Øystein Ustvedt:
It is a bit special that we are not really looking at anything clearly in this painting. It doesn't have a clear motif.
(guitar tone)
Narrator:
What Pablo Picasso has painted here... it is one of the great turning points in art history, according to Øystein Ustvedt, art historian at the National Museum.

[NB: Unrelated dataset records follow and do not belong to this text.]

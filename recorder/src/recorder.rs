use crate::aggregate;
use crate::channel::{SensorChannel, SensorSession};
use crate::errors::{Error, Result};
use crate::frame;
use crate::metrics::{
    CYCLE_READINGS, FRAMES_TOTAL, INVALID_FRAMES_TOTAL, READ_TIMEOUTS_TOTAL,
    RECORDS_WRITTEN_TOTAL, VALID_FRAMES_TOTAL, WRITE_LATENCY_SECONDS,
};
use crate::model::{Reading, Record};
use crate::store::Store;
use chrono::Utc;
use std::sync::atomic::{AtomicBool, Ordering};
use std::sync::Arc;
use std::time::Duration;
use tokio::sync::{watch, Mutex};
use tokio::task::JoinHandle;
use tokio::time::{self, Instant};
use tracing::{debug, info, warn};

#[derive(Debug, Clone, Copy)]
pub struct RecorderSettings {
    /// Length of one sampling window; one record is written per window.
    pub cycle: Duration,
    /// Pause before each window and between read attempts. Cancellation is
    /// observed at these pauses, so this also bounds cancellation latency.
    pub pause: Duration,
}

impl Default for RecorderSettings {
    fn default() -> Self {
        Self {
            cycle: Duration::from_secs(60),
            pause: Duration::from_secs(1),
        }
    }
}

enum TaskState {
    Idle,
    Running(TaskHandle),
}

struct TaskHandle {
    cancel: watch::Sender<bool>,
    task: JoinHandle<Result<()>>,
}

/// Owns at most one recording task and the device-active flag persisted
/// alongside each record.
pub struct Controller<C> {
    channel: Arc<C>,
    store: Store,
    settings: RecorderSettings,
    device_active: Arc<AtomicBool>,
    state: Mutex<TaskState>,
}

impl<C: SensorChannel> Controller<C> {
    pub fn new(channel: C, store: Store, settings: RecorderSettings) -> Self {
        Self {
            channel: Arc::new(channel),
            store,
            settings,
            device_active: Arc::new(AtomicBool::new(false)),
            state: Mutex::new(TaskState::Idle),
        }
    }

    /// Spawns the recording loop and returns without waiting for sampling to
    /// begin. Refused while a task is running, or while a faulted task has
    /// not yet been collected by `stop_recording`.
    pub async fn start_recording(&self, device_active: bool) -> Result<()> {
        let mut state = self.state.lock().await;
        if matches!(*state, TaskState::Running(_)) {
            return Err(Error::AlreadyRunning);
        }

        self.device_active.store(device_active, Ordering::Relaxed);

        let (cancel_tx, cancel_rx) = watch::channel(false);
        let task = tokio::spawn(run_loop(
            Arc::clone(&self.channel),
            self.store.clone(),
            self.settings,
            Arc::clone(&self.device_active),
            cancel_rx,
        ));

        info!("Recording started (device_active={})", device_active);
        *state = TaskState::Running(TaskHandle {
            cancel: cancel_tx,
            task,
        });

        Ok(())
    }

    /// Stops the recording loop. A no-op when idle; a clean cancellation is
    /// not an error. A fault that already ended the task is returned here,
    /// exactly once. The handle is cleared on every path, so a subsequent
    /// `start_recording` is always permitted.
    pub async fn stop_recording(&self) -> Result<()> {
        let mut state = self.state.lock().await;
        let handle = match std::mem::replace(&mut *state, TaskState::Idle) {
            TaskState::Idle => return Ok(()),
            TaskState::Running(handle) => handle,
        };

        let _ = handle.cancel.send(true);

        match handle.task.await {
            Ok(Ok(())) => {
                info!("Recording stopped");
                Ok(())
            }
            Ok(Err(e)) => Err(e),
            Err(e) => Err(Error::Task(e.to_string())),
        }
    }

    /// Updates the flag persisted with each record. Takes effect at the next
    /// write; the running task is not restarted and no in-flight readings
    /// are discarded.
    pub fn set_device_active(&self, device_active: bool) {
        self.device_active.store(device_active, Ordering::Relaxed);
        info!("Device-active flag set to {}", device_active);
    }

    pub fn device_active(&self) -> bool {
        self.device_active.load(Ordering::Relaxed)
    }
}

async fn run_loop<C: SensorChannel>(
    channel: Arc<C>,
    store: Store,
    settings: RecorderSettings,
    device_active: Arc<AtomicBool>,
    mut cancel: watch::Receiver<bool>,
) -> Result<()> {
    loop {
        // Lets the start caller's response go out before sampling begins.
        if pause_or_cancelled(&mut cancel, settings.pause).await {
            info!("Cancelling recording task");
            return Ok(());
        }

        let readings = match sample_window(&channel, settings, &mut cancel).await? {
            Some(readings) => readings,
            None => {
                info!("Cancelling recording task");
                return Ok(());
            }
        };

        info!("Collected {} readings this cycle", readings.len());
        CYCLE_READINGS.set(readings.len() as f64);

        if readings.is_empty() {
            warn!("No valid frames this cycle, skipping write");
            continue;
        }

        let reading = aggregate::reduce(&readings)?;
        let record = Record {
            timestamp: Utc::now(),
            humidity_percent: reading.humidity_percent,
            temperature_celsius: reading.temperature_celsius,
            device_active: device_active.load(Ordering::Relaxed),
        };

        let started = std::time::Instant::now();
        store.insert(&record).await?;
        WRITE_LATENCY_SECONDS.observe(started.elapsed().as_secs_f64());
        RECORDS_WRITTEN_TOTAL.inc();

        debug!("Wrote record: {:?}", record);
    }
}

/// Collects valid readings for one window. Returns `None` once cancellation
/// is observed. The session lives on this function's stack, so the port is
/// released on every exit path, cancelled and fatal included.
async fn sample_window<C: SensorChannel>(
    channel: &Arc<C>,
    settings: RecorderSettings,
    cancel: &mut watch::Receiver<bool>,
) -> Result<Option<Vec<Reading>>> {
    let opened = Arc::clone(channel);
    let mut session = tokio::task::spawn_blocking(move || opened.open())
        .await
        .map_err(|e| Error::Task(e.to_string()))??;

    let deadline = Instant::now() + settings.cycle;
    let mut readings = Vec::new();

    while Instant::now() < deadline {
        // Cancellation checkpoint; also paces read attempts.
        if pause_or_cancelled(cancel, settings.pause).await {
            return Ok(None);
        }

        let (returned, outcome) = tokio::task::spawn_blocking(move || {
            let frame = session.read_frame();
            (session, frame)
        })
        .await
        .map_err(|e| Error::Task(e.to_string()))?;
        session = returned;

        match outcome {
            Ok(raw) => {
                FRAMES_TOTAL.inc();
                match frame::parse(&raw) {
                    Ok(reading) => {
                        debug!("Received reading: {:?}", reading);
                        VALID_FRAMES_TOTAL.inc();
                        readings.push(reading);
                    }
                    Err(e) => {
                        debug!("Discarding frame: {}", e);
                        INVALID_FRAMES_TOTAL.inc();
                    }
                }
            }
            Err(Error::ReadTimeout) => {
                READ_TIMEOUTS_TOTAL.inc();
            }
            Err(e) => return Err(e),
        }
    }

    Ok(Some(readings))
}

/// Sleeps for `pause`, returning `true` early if cancellation is requested
/// (or the controller went away entirely).
async fn pause_or_cancelled(cancel: &mut watch::Receiver<bool>, pause: Duration) -> bool {
    tokio::select! {
        changed = cancel.changed() => changed.is_err() || *cancel.borrow_and_update(),
        _ = time::sleep(pause) => false,
    }
}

From here on - nothing will be the same.
Øystein Ustvedt:
Photographs were discovered in the mid-1800s. They take over much of the need to have images that reflect reality. (…) This creates a situation where you wonder what the painting can do that the other media cannot do. Is there anything special about the painting?
Narrator:
In his artworks, Picasso attempts to capture reality - not as a camera does - but as a puzzle, in constant motion.
Øystein Ustvedt:
In this, he breaks with the great Western painting tradition, or pictorial tradition, which has been founded on a realistic rendering of reality. It's just like turning everything around, so that it's not an image you're looking into, but an image that comes out towards you.
(guitar tone)
But as we look, we discover that there are fragments of motifs.
Of a staircase.
Narrator:
A wooden board. A curved shape.
Øystein Ustvedt:
Of a door, perhaps.
Narrator:
Strings
Øystein Ustvedt:
Elements of a guitar.
Narrator:
Because Picasso has painted a guitar here. But a guitar that is unfolded, where you see it from the front, from the back, from the inside, far away and close, all at once.
(guitar tone)
Picasso did not want to paint only what we see, he wanted to make the invisible visible.
Øystein Ustvedt:
He often used an association with perfume. That atmosphere, which constantly flows past… capturing that which cannot be captured.
Narrator:
Like the sound of a guitar.
(guitar tone)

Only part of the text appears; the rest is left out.